▶ MATERIALS PROVIDED:
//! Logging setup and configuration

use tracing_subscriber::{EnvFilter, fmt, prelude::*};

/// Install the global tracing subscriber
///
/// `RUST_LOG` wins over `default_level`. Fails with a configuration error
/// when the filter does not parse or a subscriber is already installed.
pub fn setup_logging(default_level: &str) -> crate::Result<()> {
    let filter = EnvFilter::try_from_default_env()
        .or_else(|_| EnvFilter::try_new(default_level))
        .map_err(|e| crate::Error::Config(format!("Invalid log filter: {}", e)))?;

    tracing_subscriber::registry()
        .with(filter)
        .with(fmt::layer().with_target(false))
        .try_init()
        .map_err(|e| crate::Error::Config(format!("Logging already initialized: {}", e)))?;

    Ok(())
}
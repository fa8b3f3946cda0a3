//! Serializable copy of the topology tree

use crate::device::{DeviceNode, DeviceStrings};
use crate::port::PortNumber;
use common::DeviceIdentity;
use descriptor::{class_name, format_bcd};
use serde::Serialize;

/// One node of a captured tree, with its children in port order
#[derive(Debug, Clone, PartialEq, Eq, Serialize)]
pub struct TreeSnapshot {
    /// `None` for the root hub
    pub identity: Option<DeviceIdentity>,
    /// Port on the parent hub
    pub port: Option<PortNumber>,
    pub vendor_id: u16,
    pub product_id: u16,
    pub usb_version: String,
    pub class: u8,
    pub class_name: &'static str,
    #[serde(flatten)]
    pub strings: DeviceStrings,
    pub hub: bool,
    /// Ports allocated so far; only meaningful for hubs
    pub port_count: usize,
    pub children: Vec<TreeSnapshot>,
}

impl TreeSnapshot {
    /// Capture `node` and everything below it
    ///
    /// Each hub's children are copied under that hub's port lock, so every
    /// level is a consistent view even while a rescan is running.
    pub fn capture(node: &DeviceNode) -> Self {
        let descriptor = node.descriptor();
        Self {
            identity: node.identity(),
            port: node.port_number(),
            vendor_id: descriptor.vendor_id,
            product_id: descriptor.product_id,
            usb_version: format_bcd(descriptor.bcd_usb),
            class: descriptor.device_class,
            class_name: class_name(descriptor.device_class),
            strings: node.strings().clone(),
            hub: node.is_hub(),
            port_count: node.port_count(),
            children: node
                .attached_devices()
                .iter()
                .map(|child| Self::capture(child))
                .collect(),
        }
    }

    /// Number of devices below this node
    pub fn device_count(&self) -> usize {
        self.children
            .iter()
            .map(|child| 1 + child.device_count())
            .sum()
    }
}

▶ ASSIGNMENT:
Retype the data. Keep every word as it stands.

▶ EXPECTED ANSWER:
//! Logging setup and configuration

use tracing_subscriber::{EnvFilter, fmt, prelude::*};

/// Install the global tracing subscriber
///
/// `RUST_LOG` wins over `default_level`. Fails with a configuration error
/// when the filter does not parse or a subscriber is already installed.
pub fn setup_logging(default_level: &str) -> crate::Result<()> {
    let filter = EnvFilter::try_from_default_env()
        .or_else(|_| EnvFilter::try_new(default_level))
        .map_err(|e| crate::Error::Config(format!("Invalid log filter: {}", e)))?;

    tracing_subscriber::registry()
        .with(filter)
        .with(fmt::layer().with_target(false))
        .try_init()
        .map_err(|e| crate::Error::Config(format!("Logging already initialized: {}", e)))?;

    Ok(())
}
repository fa8b3f3946cda0a3
//! Serializable copy of the topology tree

use crate::device::{DeviceNode, DeviceStrings};
use crate::port::PortNumber;
use common::DeviceIdentity;
use descriptor::{class_name, format_bcd};
use serde::Serialize;

/// One node of a captured tree, with its children in port order
#[derive(Debug, Clone, PartialEq, Eq, Serialize)]
pub struct TreeSnapshot {
    /// `None` for the root hub
    pub identity: Option<DeviceIdentity>,
    /// Port on the parent hub
    pub port: Option<PortNumber>,
    pub vendor_id: u16,
    pub product_id: u16,
    pub usb_version: String,
    pub class: u8,
    pub class_name: &'static str,
    #[serde(flatten)]
    pub strings: DeviceStrings,
    pub hub: bool,
    /// Ports allocated so far; only meaningful for hubs
    pub port_count: usize,
    pub children: Vec<TreeSnapshot>,
}

impl TreeSnapshot {
    /// Capture `node` and everything below it
    ///
    /// Each hub's children are copied under that hub's port lock, so every
    /// level is a consistent view even while a rescan is running.
    pub fn capture(node: &DeviceNode) -> Self {
        let descriptor = node.descriptor();
        Self {
            identity: node.identity(),
            port: node.port_number(),
            vendor_id: descriptor.vendor_id,
            product_id: descriptor.product_id,
            usb_version: format_bcd(descriptor.bcd_usb),
            class: descriptor.device_class,
            class_name: class_name(descriptor.device_class),
            strings: node.strings().clone(),
            hub: node.is_hub(),
            port_count: node.port_count(),
            children: node
                .attached_devices()
                .iter()
                .map(|child| Self::capture(child))
                .collect(),
        }
    }

    /// Number of devices below this node
    pub fn device_count(&self) -> usize {
        self.children
            .iter()
            .map(|child| 1 + child.device_count())
            .sum()
    }
}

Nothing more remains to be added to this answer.